Problem statement
Print the data below exactly, but only the lines from the one containing "pub mod voice;" down to the one containing "行 → UI コマンド列）", inclusive.

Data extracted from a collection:
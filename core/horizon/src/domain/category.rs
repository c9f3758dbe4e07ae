//! 分析カテゴリ（どの結果フィールドが埋まるか・入力の意味が何かを決める）

#[derive(Debug, Clone, Copy, PartialEq, Eq, Hash)]
pub enum AnalysisCategory {
    /// 語形成（A1-C2 の派生語一覧）
    WordFormation,
    /// 慣用句・句動詞
    IdiomsPhrasal,
    /// 文法トピック
    Grammar,
    /// 文のアップグレード（C2 書き換え）
    Challenge,
}

impl AnalysisCategory {
    /// メニュー順
    pub const ALL: [AnalysisCategory; 4] = [
        AnalysisCategory::WordFormation,
        AnalysisCategory::IdiomsPhrasal,
        AnalysisCategory::Grammar,
        AnalysisCategory::Challenge,
    ];

    /// ワイヤ表現（"WORD_FORMATION" など）
    pub fn as_str(&self) -> &'static str {
        match self {
            Self::WordFormation => "WORD_FORMATION",
            Self::IdiomsPhrasal => "IDIOMS_PHRASAL",
            Self::Grammar => "GRAMMAR",
            Self::Challenge => "CHALLENGE",
        }
    }

    /// CLI 用の短いコード
    pub fn code(&self) -> &'static str {
        match self {
            Self::WordFormation => "word",
            Self::IdiomsPhrasal => "idioms",
            Self::Grammar => "grammar",
            Self::Challenge => "challenge",
        }
    }

    /// CLI コードまたはワイヤ表現から解釈する（大文字小文字は区別しない）
    pub fn from_code(s: &str) -> Option<Self> {
        let lower = s.trim().to_lowercase();
        Self::ALL
            .iter()
            .copied()
            .find(|c| c.code() == lower || c.as_str().to_lowercase() == lower)
    }

    /// メニュー番号（1 始まり）から解釈する
    pub fn from_menu_number(n: usize) -> Option<Self> {
        n.checked_sub(1).and_then(|i| Self::ALL.get(i).copied())
    }

    /// 単語を音声で読み上げられるカテゴリか（文法トピックは読み上げない）
    pub fn is_speakable(&self) -> bool {
        !matches!(self, Self::Grammar)
    }
}

impl std::fmt::Display for AnalysisCategory {
    fn fmt(&self, f: &mut std::fmt::Formatter<'_>) -> std::fmt::Result {
        f.write_str(self.as_str())
    }
}
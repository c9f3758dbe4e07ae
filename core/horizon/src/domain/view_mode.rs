//! 画面の状態

#[derive(Debug, Clone, Copy, PartialEq, Eq)]
pub enum ViewMode {
    LangSelect,
    CatSelect,
    WordInput,
    Loading,
    Analysis,
    Error,
}

impl ViewMode {
    pub fn as_str(&self) -> &'static str {
        match self {
            Self::LangSelect => "LANG_SELECT",
            Self::CatSelect => "CAT_SELECT",
            Self::WordInput => "WORD_INPUT",
            Self::Loading => "LOADING",
            Self::Analysis => "ANALYSIS",
            Self::Error => "ERROR",
        }
    }

    /// 語の送信（とインバンドコマンド）を受け付ける状態か
    pub fn accepts_submit(&self) -> bool {
        matches!(self, Self::WordInput | Self::Analysis)
    }
}

impl Default for ViewMode {
    fn default() -> Self {
        Self::LangSelect
    }
}

impl std::fmt::Display for ViewMode {
    fn fmt(&self, f: &mut std::fmt::Formatter<'_>) -> std::fmt::Result {
        f.write_str(self.as_str())
    }
}
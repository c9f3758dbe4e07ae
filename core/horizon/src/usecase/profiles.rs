//! プロファイル一覧のユースケース（-L / --list-profiles）

use std::sync::Arc;

use common::error::Error;
use common::llm::{list_profile_names, load_profiles_config};
use common::ports::outbound::{EnvResolver, FileSystem};

pub struct ProfilesUseCase {
    fs: Arc<dyn FileSystem>,
    env_resolver: Arc<dyn EnvResolver>,
}

impl ProfilesUseCase {
    pub fn new(fs: Arc<dyn FileSystem>, env_resolver: Arc<dyn EnvResolver>) -> Self {
        Self { fs, env_resolver }
    }

    /// (ソート済みのプロファイル名, デフォルト名) を返す。表示は CLI の責務。
    pub fn list(&self) -> Result<(Vec<String>, String), Error> {
        let cfg = load_profiles_config(self.fs.as_ref(), self.env_resolver.as_ref())?;
        Ok(list_profile_names(cfg.as_ref()))
    }
}

#[cfg(test)]
mod tests {
    use super::*;
    use common::adapter::StdFileSystem;
    use common::domain::HomeDir;
    use std::path::PathBuf;

    struct HomeEnv(PathBuf);

    impl EnvResolver for HomeEnv {
        fn resolve_home_dir(&self) -> Result<HomeDir, Error> {
            Ok(HomeDir::new(self.0.clone()))
        }
        fn resolve_profiles_config_path(&self) -> Result<PathBuf, Error> {
            Ok(self.0.join("profiles.json"))
        }
        fn var(&self, _name: &str) -> Option<String> {
            None
        }
    }

    #[test]
    fn test_list_builtins_without_profiles_file() {
        let dir = tempfile::tempdir().unwrap();
        let use_case = ProfilesUseCase::new(
            Arc::new(StdFileSystem),
            Arc::new(HomeEnv(dir.path().to_path_buf())),
        );
        let (names, default) = use_case.list().unwrap();
        assert_eq!(names, vec!["gemini", "gpt", "openai", "openai_compat"]);
        assert_eq!(default, "gemini");
    }

    #[test]
    fn test_list_includes_profiles_and_their_default() {
        let dir = tempfile::tempdir().unwrap();
        std::fs::write(
            dir.path().join("profiles.json"),
            r#"{ "default_provider": "academy",
                 "providers": { "academy": { "type": "gemini", "thinking_budget": 1024 } } }"#,
        )
        .unwrap();
        let use_case = ProfilesUseCase::new(
            Arc::new(StdFileSystem),
            Arc::new(HomeEnv(dir.path().to_path_buf())),
        );
        let (names, default) = use_case.list().unwrap();
        assert_eq!(names[0], "academy");
        assert_eq!(default, "academy");
    }
}
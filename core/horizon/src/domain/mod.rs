//! horizon 固有のドメイン型（型と不変条件）

pub mod analysis;
pub mod category;
pub mod command;
pub mod favorites;
pub mod history;
pub mod language;
pub mod notice;
pub mod request;
pub mod view_mode;
pub mod voice;

pub use analysis::{
    AnalysisResult, AnalysisWire, CategoryDetail, ConfusablePair, GrammarBlock, Quiz,
};
pub use category::AnalysisCategory;
pub use command::{AcademyOptions, HorizonCommand, SubmitIntent};
pub use favorites::Favorites;
pub use history::{History, HistoryEntry};
pub use language::Language;
pub use notice::Notice;
pub use request::{AnalysisRequest, Term};
pub use view_mode::ViewMode;
pub use voice::VoiceConfig;
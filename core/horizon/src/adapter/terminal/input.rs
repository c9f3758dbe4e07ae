//! 入力行の解釈（1 行 → UI コマンド列）

use super::ViewerTab;
use crate::domain::{AnalysisCategory, Language, ViewMode};
use crate::usecase::{Action, SessionStore};

#[derive(Debug, Clone, PartialEq)]
pub enum UiCommand {
    Action(Action),
    SwitchTab(ViewerTab),
    Quit,
}

/// 入力行を現在の画面に沿って解釈する。該当しなければ空。
pub fn interpret(line: &str, store: &SessionStore, tab: ViewerTab) -> Vec<UiCommand> {
    let trimmed = line.trim();
    let lower = trimmed.to_lowercase();

    if lower == ":quit" || lower == ":q" {
        return vec![UiCommand::Quit];
    }

    if store.is_viewer_open() {
        return interpret_viewer(trimmed, &lower, store, tab);
    }

    match lower.as_str() {
        ":phone" => return vec![UiCommand::Action(Action::OpenViewer)],
        ":menu" | ":start" => return vec![UiCommand::Action(Action::Reset)],
        ":back" => return vec![UiCommand::Action(Action::Back)],
        ":fav" => return vec![UiCommand::Action(Action::ToggleFavorite)],
        ":speak" => return vec![UiCommand::Action(Action::Speak)],
        _ => {}
    }

    // WORD_INPUT / ANALYSIS では送信経路のインバンドコマンドとして扱う
    if matches!(lower.as_str(), "menu" | "home")
        && matches!(store.mode(), ViewMode::CatSelect | ViewMode::Loading | ViewMode::Error)
    {
        return vec![UiCommand::Action(Action::Reset)];
    }

    match store.mode() {
        ViewMode::LangSelect => language_choice(&lower)
            .map(|l| vec![UiCommand::Action(Action::SelectLanguage(l))])
            .unwrap_or_default(),
        ViewMode::CatSelect => category_choice(&lower)
            .map(|c| vec![UiCommand::Action(Action::SelectCategory(c))])
            .unwrap_or_default(),
        ViewMode::WordInput | ViewMode::Analysis => vec![
            UiCommand::Action(Action::EditInput(line.to_string())),
            UiCommand::Action(Action::Submit),
        ],
        ViewMode::Loading | ViewMode::Error => Vec::new(),
    }
}

fn interpret_viewer(trimmed: &str, lower: &str, store: &SessionStore, tab: ViewerTab) -> Vec<UiCommand> {
    match lower {
        ":close" | ":phone" => return vec![UiCommand::Action(Action::CloseViewer)],
        "h" => return vec![UiCommand::SwitchTab(ViewerTab::History)],
        "f" => return vec![UiCommand::SwitchTab(ViewerTab::Favorites)],
        _ => {}
    }
    let Ok(n) = trimmed.parse::<usize>() else {
        return Vec::new();
    };
    let Some(index) = n.checked_sub(1) else {
        return Vec::new();
    };
    let term = match tab {
        ViewerTab::History => store
            .history()
            .recent_first()
            .nth(index)
            .map(|e| e.term.clone()),
        ViewerTab::Favorites => store.favorites().iter().nth(index).map(str::to_string),
    };
    term.map(|t| vec![UiCommand::Action(Action::SelectViewerEntry(t))])
        .unwrap_or_default()
}

fn language_choice(lower: &str) -> Option<Language> {
    match lower {
        "1" => Some(Language::English),
        "2" => Some(Language::Vietnamese),
        other => Language::from_code(other),
    }
}

fn category_choice(lower: &str) -> Option<AnalysisCategory> {
    match lower.parse::<usize>() {
        Ok(n) => AnalysisCategory::from_menu_number(n),
        Err(_) => AnalysisCategory::from_code(lower),
    }
}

Answer box
pub mod voice;

pub use analysis::{
    AnalysisResult, AnalysisWire, CategoryDetail, ConfusablePair, GrammarBlock, Quiz,
};
pub use category::AnalysisCategory;
pub use command::{AcademyOptions, HorizonCommand, SubmitIntent};
pub use favorites::Favorites;
pub use history::{History, HistoryEntry};
pub use language::Language;
pub use notice::Notice;
pub use request::{AnalysisRequest, Term};
pub use view_mode::ViewMode;
pub use voice::VoiceConfig;
filename core/horizon/src/adapter/terminal/input.rs
repository c9f3758dbe4e07ae
//! 入力行の解釈（1 行 → UI コマンド列）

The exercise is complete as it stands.